Speaking of non-verbal communication, I also thought about lighting. Overtures often involve darkening the auditorium. I want lights to gradually come up, as dawn breaks, and end up in a harsh glare of the family’s fraught morning. So, instead of that slow-and-fade thing, I’ve written a segue into the opening number, which is eight-eighth-notes-to-the-bar ostinato rock. And if that’s not what my audience is expecting, all the better. I’m a great believer in rattling expectations.

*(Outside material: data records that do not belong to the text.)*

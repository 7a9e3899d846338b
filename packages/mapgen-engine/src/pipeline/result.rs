//! Mapping Run Result Types
//!
//! ```text
//! MappingRun
//! ├── outcomes: Vec<RequestOutcome>   (one per mapper method, input order)
//! │   └── result: plan + build stats, or the configuration error
//! ├── diagnostics: Vec<Diagnostic>    (finalized: sorted, duplicate-free)
//! └── cached_plans: usize             (distinct plans built across the run)
//! ```

use crate::config::{ConfigError, ConfigResult};
use crate::errors::{MapgenError, Result};
use crate::features::diagnostics::{count_severity, Diagnostic, Severity};
use crate::features::mapping_plan::{BuildPlanOutput, BuildStats, MappingPlan};
use serde::Serialize;

#[derive(Debug)]
pub struct RequestOutcome {
    pub mapper: String,
    pub method: String,
    pub result: ConfigResult<BuildPlanOutput>,
}

impl RequestOutcome {
    pub fn plan(&self) -> Option<&MappingPlan> {
        self.result.as_ref().ok().map(|output| &output.plan)
    }

    pub fn error(&self) -> Option<&ConfigError> {
        self.result.as_ref().err()
    }

    pub fn stats(&self) -> BuildStats {
        self.result
            .as_ref()
            .map(|output| output.stats)
            .unwrap_or_default()
    }
}

#[derive(Debug)]
pub struct MappingRun {
    pub outcomes: Vec<RequestOutcome>,
    pub diagnostics: Vec<Diagnostic>,
    pub cached_plans: usize,
}

impl MappingRun {
    pub fn outcome(&self, mapper: &str, method: &str) -> Option<&RequestOutcome> {
        self.outcomes
            .iter()
            .find(|o| o.mapper == mapper && o.method == method)
    }

    pub fn plan(&self, mapper: &str, method: &str) -> Option<&MappingPlan> {
        self.outcome(mapper, method).and_then(RequestOutcome::plan)
    }

    pub fn plans(&self) -> impl Iterator<Item = &MappingPlan> {
        self.outcomes.iter().filter_map(RequestOutcome::plan)
    }

    pub fn failures(&self) -> impl Iterator<Item = (&RequestOutcome, &ConfigError)> {
        self.outcomes
            .iter()
            .filter_map(|o| o.error().map(|err| (o, err)))
    }

    pub fn error_count(&self) -> usize {
        count_severity(&self.diagnostics, Severity::Error)
    }

    /// Summed build statistics of every successful request
    pub fn stats(&self) -> BuildStats {
        self.outcomes.iter().fold(BuildStats::default(), |acc, o| {
            let s = o.stats();
            BuildStats {
                plans_built: acc.plans_built + s.plans_built,
                cache_hits: acc.cache_hits + s.cache_hits,
                cycles_closed: acc.cycles_closed + s.cycles_closed,
            }
        })
    }

    /// Fails on the first aborted request, then on error diagnostics
    pub fn ensure_usable(&self) -> Result<()> {
        if let Some((outcome, err)) = self.failures().next() {
            return Err(MapgenError::request_failed(
                outcome.mapper.as_str(),
                outcome.method.as_str(),
                err,
            ));
        }
        match self.error_count() {
            0 => Ok(()),
            count => Err(MapgenError::ErrorDiagnostics { count }),
        }
    }

    /// Serializable view for the code-emission backend
    pub fn report(&self) -> RunReport<'_> {
        RunReport {
            plans: self.plans().collect(),
            failures: self
                .failures()
                .map(|(o, err)| FailureReport {
                    mapper: &o.mapper,
                    method: &o.method,
                    error: err.to_string(),
                })
                .collect(),
            diagnostics: &self.diagnostics,
        }
    }

    pub fn to_json(&self) -> Result<String> {
        Ok(serde_json::to_string_pretty(&self.report())?)
    }
}

#[derive(Debug, Serialize)]
pub struct RunReport<'a> {
    pub plans: Vec<&'a MappingPlan>,
    pub failures: Vec<FailureReport<'a>>,
    pub diagnostics: &'a [Diagnostic],
}

#[derive(Debug, Serialize)]
pub struct FailureReport<'a> {
    pub mapper: &'a str,
    pub method: &'a str,
    pub error: String,
}

#[cfg(test)]
mod tests {
    use super::*;
    use crate::features::diagnostics::DiagnosticKind;

    fn failed(mapper: &str, method: &str) -> RequestOutcome {
        RequestOutcome {
            mapper: mapper.to_string(),
            method: method.to_string(),
            result: Err(ConfigError::UnknownType("Ghost".to_string())),
        }
    }

    #[test]
    fn test_failed_request_is_not_usable() {
        let run = MappingRun {
            outcomes: vec![failed("CarMapper", "ToDto")],
            diagnostics: Vec::new(),
            cached_plans: 0,
        };
        assert!(run.plan("CarMapper", "ToDto").is_none());
        assert_eq!(run.stats(), BuildStats::default());

        let err = run.ensure_usable().unwrap_err();
        assert!(matches!(
            err,
            MapgenError::RequestFailed { ref mapper, ref method, .. }
                if mapper == "CarMapper" && method == "ToDto"
        ));
        assert!(err.to_string().contains("Unknown type 'Ghost'"));
    }

    #[test]
    fn test_error_diagnostics_are_not_usable() {
        let run = MappingRun {
            outcomes: Vec::new(),
            diagnostics: vec![
                Diagnostic::new(DiagnosticKind::AmbiguousDefaultFormatProvider, "two defaults"),
                Diagnostic::new(DiagnosticKind::UnmappedTargetMember, "no source"),
            ],
            cached_plans: 0,
        };
        assert_eq!(run.error_count(), 1);
        assert!(matches!(
            run.ensure_usable(),
            Err(MapgenError::ErrorDiagnostics { count: 1 })
        ));
    }

    #[test]
    fn test_report_lists_failures() {
        let run = MappingRun {
            outcomes: vec![failed("CarMapper", "ToDto")],
            diagnostics: Vec::new(),
            cached_plans: 0,
        };
        let json = run.to_json().unwrap();
        let value: serde_json::Value = serde_json::from_str(&json).unwrap();
        assert_eq!(value["failures"][0]["mapper"], "CarMapper");
        assert_eq!(value["plans"].as_array().map(Vec::len), Some(0));
    }
}
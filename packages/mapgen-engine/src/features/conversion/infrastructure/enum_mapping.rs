//! Enum value tables
//!
//! Values pair by name (optionally ignoring case) after explicit value
//! overrides. Source values left without a target get a runtime fallback; in
//! strict mode every unmapped value on either side is also a diagnostic.

use crate::config::{ConfigError, ConfigResult, MappingConfiguration, OverrideSide};
use crate::features::diagnostics::{Diagnostic, DiagnosticKind, DiagnosticsCollector};
use crate::features::mapping_plan::domain::{EnumFallback, EnumPlan, EnumValueMapping};
use crate::features::type_graph::domain::TypeDescriptor;
use rustc_hash::FxHashSet;

pub fn build_enum_plan(
    source: &TypeDescriptor,
    target: &TypeDescriptor,
    config: &MappingConfiguration,
) -> ConfigResult<EnumPlan> {
    let source_values = source.enum_values();
    let target_values = target.enum_values();
    let overrides = &config.member_overrides().enum_values;

    for (from, to) in overrides {
        if !source_values.iter().any(|v| &v.name == from) {
            return Err(ConfigError::unknown_member(
                OverrideSide::Source,
                from.as_str(),
                source.key.as_str(),
                source_values.iter().map(|v| v.name.as_str()),
            ));
        }
        if !target_values.iter().any(|v| &v.name == to) {
            return Err(ConfigError::unknown_member(
                OverrideSide::Target,
                to.as_str(),
                target.key.as_str(),
                target_values.iter().map(|v| v.name.as_str()),
            ));
        }
    }

    let ignore_case = config.enum_mapping_ignore_case();
    let mut plan = EnumPlan::default();

    for value in source_values {
        let matched = match overrides.get(&value.name) {
            Some(explicit) => Some(explicit.as_str()),
            None => target_values
                .iter()
                .find(|t| t.name == value.name)
                .or_else(|| {
                    target_values
                        .iter()
                        .find(|t| ignore_case && t.name.eq_ignore_ascii_case(&value.name))
                })
                .map(|t| t.name.as_str()),
        };

        match matched {
            Some(target_name) => plan.entries.push(EnumValueMapping {
                source: value.name.clone(),
                target: target_name.to_string(),
            }),
            None => plan.unmapped_source.push(value.name.clone()),
        }
    }

    let used: FxHashSet<&str> = plan.entries.iter().map(|e| e.target.as_str()).collect();
    plan.unmapped_target = target_values
        .iter()
        .filter(|t| !used.contains(t.name.as_str()))
        .map(|t| t.name.clone())
        .collect();

    if !plan.unmapped_source.is_empty() {
        plan.fallback = Some(if config.throw_on_mapping_null_mismatch() {
            EnumFallback::Throw
        } else {
            EnumFallback::TargetDefault
        });
    }

    Ok(plan)
}

/// Strict mode: one diagnostic per unmapped value on either side
pub fn report_unmapped_values(
    plan: &EnumPlan,
    source: &TypeDescriptor,
    target: &TypeDescriptor,
    config: &MappingConfiguration,
    collector: &DiagnosticsCollector,
) {
    if !config.strict_enum_mappings() {
        if !plan.unmapped_source.is_empty() {
            tracing::debug!(
                "{} -> {}: {} enum value(s) deferred to runtime fallback",
                source.key,
                target.key,
                plan.unmapped_source.len()
            );
        }
        return;
    }

    for value in &plan.unmapped_source {
        collector.report(
            config,
            Diagnostic::new(
                DiagnosticKind::UnmappedEnumValue,
                format!("Source enum value '{}' has no target value", value),
            )
            .with_types(&source.key, &target.key)
            .with_member(value.as_str()),
        );
    }
    for value in &plan.unmapped_target {
        collector.report(
            config,
            Diagnostic::new(
                DiagnosticKind::UnmappedEnumValue,
                format!("Target enum value '{}' is never produced", value),
            )
            .with_types(&source.key, &target.key)
            .with_member(value.as_str()),
        );
    }
}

I’ve talked before about how valuable it is to know the parameters of the piece you’re composing – the more, the merrier. So, what tunes to write for wind-up toys? This may not be true any more, but when I was a kid, music boxes and toys had a tendency to go out of tune. This may have led me to the thought that I could use a wrong-sounding interval, such as the flat fifth. Now, an ascending flat fifth makes everyone think of West Side Story: Bernstein uses it again and again, in that whistle the gang uses, as well as Cool and Maria. So, stay away from that. Start with a descending flat fifth and quickly resolve it because, don’t forget, this theme is not about stress. I repeated the first two bars, and the fifth bar is a rather normal ascending major triad. It was time to go an interesting place, so I chose an unexpected chord, and did a little dance with the minor third of the scale. With much repetition leading to a cadence, I now had my first sixteen-bar theme.

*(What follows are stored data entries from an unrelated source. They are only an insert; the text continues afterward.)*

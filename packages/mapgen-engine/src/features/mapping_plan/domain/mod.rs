pub mod plan;

pub use plan::{
    EnumFallback, EnumPlan, EnumValueMapping, MappingPlan, MappingPlanNode, MemberAssignment,
    NullFallback, NullGuardPolicy, PlanKey, TypePlan, TypePlanBody,
};
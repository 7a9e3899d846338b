pub mod diagnostic;

pub use diagnostic::{Diagnostic, DiagnosticKind, Severity};
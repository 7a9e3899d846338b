//! Plan and diagnostic assertions

use mapgen_engine::{Diagnostic, DiagnosticKind, MappingPlan, MappingPlanNode};

/// Node assigned to `target_member` by the root plan
pub fn root_assignment<'p>(plan: &'p MappingPlan, target_member: &str) -> &'p MappingPlanNode {
    let root = plan.root_plan().expect("root references a type plan");
    &root
        .assignment(target_member)
        .unwrap_or_else(|| panic!("no assignment for '{}'", target_member))
        .node
}

pub fn kinds(diagnostics: &[Diagnostic]) -> Vec<DiagnosticKind> {
    diagnostics.iter().map(|d| d.kind).collect()
}

pub fn assert_no_diagnostics(diagnostics: &[Diagnostic]) {
    assert!(
        diagnostics.is_empty(),
        "unexpected diagnostics: {:#?}",
        diagnostics
    );
}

A second theme should contrast. The first involved quarter notes, so now a smattering of eighth notes is called for. If the first danced around the third note of the minor scale on its sixth and fourteenth bars, this could dance around the tonic any place but. By “dance around” I mean fluttering around a note using others close to it. I also went up and down in an arpeggio covering a wider range than a human voice could do. One of the freeing things about writing instrumental music is that you’re not stuck with just what can be sung.

Wondering which should be played first led me to decide on neither. For something introductory I thought of a piece I get unaccountably emotional about, Henry Mancini’s opening credit theme for Two For the Road, a wonderful film depicting the highs and lows of a struggling marriage (something my musical does as well).

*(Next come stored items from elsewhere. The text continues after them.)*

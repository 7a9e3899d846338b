//! Mapping plan domain model
//!
//! A plan is a tree of `MappingPlanNode`s whose nested plans are referenced by
//! `PlanKey`, never inlined. Cyclic type graphs therefore produce finite plans:
//! a pair still under construction is referenced by its key.

use crate::config::ConfigFingerprint;
use crate::features::member_matching::MatchOrigin;
use crate::features::type_graph::domain::{NumericConversion, PrimitiveKind, TypeKey};
use serde::{Serialize, Serializer};
use std::collections::BTreeMap;
use std::fmt;
use std::sync::Arc;

/// Memoization key: (source type, target type, effective configuration)
#[derive(Debug, Clone, PartialEq, Eq, Hash, PartialOrd, Ord, Serialize)]
pub struct PlanKey {
    pub source: TypeKey,
    pub target: TypeKey,
    pub config: ConfigFingerprint,
}

impl PlanKey {
    pub fn new(source: TypeKey, target: TypeKey, config: ConfigFingerprint) -> Self {
        Self {
            source,
            target,
            config,
        }
    }
}

impl fmt::Display for PlanKey {
    fn fmt(&self, f: &mut fmt::Formatter<'_>) -> fmt::Result {
        write!(f, "{} -> {} @{}", self.source, self.target, self.config)
    }
}

/// Where a null guard sits
#[derive(Debug, Clone, Copy, PartialEq, Eq, Hash, Serialize)]
#[serde(rename_all = "kebab-case")]
pub enum NullGuardPolicy {
    /// Assignment of one member
    PropertyAssignment,
    /// Return value of the mapping method
    MethodReturn,
}

/// What generated code does when the guarded value is null
#[derive(Debug, Clone, Copy, PartialEq, Eq, Hash, Serialize)]
#[serde(rename_all = "kebab-case")]
pub enum NullFallback {
    AssignNull,
    Throw,
    SkipAssignment,
    EmptyString,
    EmptyCollection,
    ZeroValue,
    NewInstance,
}

#[derive(Debug, Clone, PartialEq, Eq, Serialize)]
#[serde(tag = "kind", rename_all = "kebab-case")]
pub enum MappingPlanNode {
    DirectAssignment,

    /// Structurally independent copy; for collections `child` maps each element
    DeepClone { child: PlanKey },

    NestedObject { child: PlanKey },

    Collection { element: PlanKey },

    /// `child` holds the value table
    Enum { child: PlanKey },

    StringConversion {
        format: Option<String>,
        provider: Option<String>,
    },

    PrimitiveConversion {
        from: PrimitiveKind,
        to: PrimitiveKind,
        conversion: NumericConversion,
    },

    Parse {
        target: TypeKey,
        provider: Option<String>,
    },

    NullGuard {
        policy: NullGuardPolicy,
        fallback: NullFallback,
        inner: Box<MappingPlanNode>,
    },
}

impl MappingPlanNode {
    pub fn guard(policy: NullGuardPolicy, fallback: NullFallback, inner: MappingPlanNode) -> Self {
        MappingPlanNode::NullGuard {
            policy,
            fallback,
            inner: Box::new(inner),
        }
    }

    /// The node with null guards stripped
    pub fn unguarded(&self) -> &MappingPlanNode {
        match self {
            MappingPlanNode::NullGuard { inner, .. } => inner.unguarded(),
            other => other,
        }
    }

    pub fn is_direct(&self) -> bool {
        matches!(self, MappingPlanNode::DirectAssignment)
    }

    /// Referenced nested plan, if any
    pub fn child_key(&self) -> Option<&PlanKey> {
        match self.unguarded() {
            MappingPlanNode::DeepClone { child }
            | MappingPlanNode::NestedObject { child }
            | MappingPlanNode::Enum { child } => Some(child),
            MappingPlanNode::Collection { element } => Some(element),
            _ => None,
        }
    }

    pub fn node_count(&self) -> usize {
        match self {
            MappingPlanNode::NullGuard { inner, .. } => 1 + inner.node_count(),
            _ => 1,
        }
    }
}

/// One target member and the node producing its value
#[derive(Debug, Clone, PartialEq, Eq, Serialize)]
pub struct MemberAssignment {
    pub source_member: String,
    pub target_member: String,
    pub origin: MatchOrigin,
    pub node: MappingPlanNode,
}

/// Runtime behavior for source enum values without a target counterpart
#[derive(Debug, Clone, Copy, PartialEq, Eq, Hash, Serialize)]
#[serde(rename_all = "kebab-case")]
pub enum EnumFallback {
    Throw,
    TargetDefault,
}

#[derive(Debug, Clone, PartialEq, Eq, Serialize)]
pub struct EnumValueMapping {
    pub source: String,
    pub target: String,
}

/// Value table for one enum pair
#[derive(Debug, Clone, Default, PartialEq, Eq, Serialize)]
pub struct EnumPlan {
    pub entries: Vec<EnumValueMapping>,
    #[serde(skip_serializing_if = "Vec::is_empty")]
    pub unmapped_source: Vec<String>,
    #[serde(skip_serializing_if = "Vec::is_empty")]
    pub unmapped_target: Vec<String>,
    /// Set when unmapped source values are deferred to runtime
    #[serde(skip_serializing_if = "Option::is_none")]
    pub fallback: Option<EnumFallback>,
}

impl EnumPlan {
    pub fn target_of(&self, source: &str) -> Option<&str> {
        self.entries
            .iter()
            .find(|e| e.source == source)
            .map(|e| e.target.as_str())
    }
}

#[derive(Debug, Clone, PartialEq, Eq, Serialize)]
#[serde(tag = "shape", rename_all = "kebab-case")]
pub enum TypePlanBody {
    Object { assignments: Vec<MemberAssignment> },
    Enum(EnumPlan),
    Conversion { node: MappingPlanNode },
}

/// Memoized plan for one `PlanKey`
#[derive(Debug, Clone, PartialEq, Eq, Serialize)]
pub struct TypePlan {
    pub key: PlanKey,
    pub body: TypePlanBody,
}

impl TypePlan {
    pub fn assignments(&self) -> &[MemberAssignment] {
        match &self.body {
            TypePlanBody::Object { assignments } => assignments,
            _ => &[],
        }
    }

    pub fn assignment(&self, target_member: &str) -> Option<&MemberAssignment> {
        self.assignments()
            .iter()
            .find(|a| a.target_member == target_member)
    }

    pub fn enum_plan(&self) -> Option<&EnumPlan> {
        match &self.body {
            TypePlanBody::Enum(plan) => Some(plan),
            _ => None,
        }
    }

    /// Keys of the plans this one references directly
    pub fn child_keys(&self) -> Vec<&PlanKey> {
        match &self.body {
            TypePlanBody::Object { assignments } => assignments
                .iter()
                .filter_map(|a| a.node.child_key())
                .collect(),
            TypePlanBody::Enum(_) => Vec::new(),
            TypePlanBody::Conversion { node } => node.child_key().into_iter().collect(),
        }
    }

    pub fn node_count(&self) -> usize {
        match &self.body {
            TypePlanBody::Object { assignments } => {
                assignments.iter().map(|a| a.node.node_count()).sum()
            }
            TypePlanBody::Enum(_) => 1,
            TypePlanBody::Conversion { node } => node.node_count(),
        }
    }
}

/// Complete plan for one mapping request
#[derive(Debug, Clone, PartialEq, Eq, Serialize)]
pub struct MappingPlan {
    pub method: String,
    pub source: TypeKey,
    pub target: TypeKey,
    pub config: ConfigFingerprint,
    pub root: MappingPlanNode,

    /// Every plan reachable from `root`
    #[serde(serialize_with = "serialize_plans")]
    pub plans: BTreeMap<PlanKey, Arc<TypePlan>>,
}

impl MappingPlan {
    pub fn plan(&self, key: &PlanKey) -> Option<&TypePlan> {
        self.plans.get(key).map(Arc::as_ref)
    }

    /// Plan referenced by the root node
    pub fn root_plan(&self) -> Option<&TypePlan> {
        self.root.child_key().and_then(|key| self.plan(key))
    }

    /// Plan for a type pair, whatever configuration it was built with
    pub fn plan_for_types(&self, source: &str, target: &str) -> Option<&TypePlan> {
        self.plans
            .values()
            .find(|p| p.key.source.as_str() == source && p.key.target.as_str() == target)
            .map(Arc::as_ref)
    }

    /// Root node plus every node of every reachable plan
    pub fn node_count(&self) -> usize {
        self.root.node_count() + self.plans.values().map(|p| p.node_count()).sum::<usize>()
    }
}

// Emitted as a list of plans (Arc<T> needs serde's `rc` feature otherwise)
fn serialize_plans<S>(
    plans: &BTreeMap<PlanKey, Arc<TypePlan>>,
    serializer: S,
) -> Result<S::Ok, S::Error>
where
    S: Serializer,
{
    serializer.collect_seq(plans.values().map(Arc::as_ref))
}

On tinkly eighth notes, broken chords are played in an unusual sequence, and the harmonic changes are subtle. I’ve used similar figures with some frequency in instrumental pieces, and also Mommy Is Yummy in the show.

Traditional overtures present themes that will later be heard as songs in the show. At this point, my score has one waltz, and I thought it worth featuring. But it has a different set of harmonies. If I introduce it, there would be clashes. But wasn’t cacophony part of my original plan? The song could enter last and before too long the conflicting wind-up toys could fade out.

Now I had a new idea, one that I didn’t start with. This one theme would emerge from the overlapping counterpoint, and the audience would suspect it’s a tune they’ll hear later in the show. (And they’d be right.) Clarity would emerge from the noise of the seven countermelodies. And, I found, I could use some of those previously stated themes as accompaniment.

Since the song and the newly-composed themes have different chord progressions, those conflicting bars guided my hand in coming up with some of the other melodies. There’s a set of dotted half notes that emerged from looking at what notes are common to the two clashing chords.

I’m a bit self-conscious, now, that I’ve gotten too technical. Certainly, listeners won’t be thinking about any of this inner architecture when they hear the piece. Except you will. Because I just told you.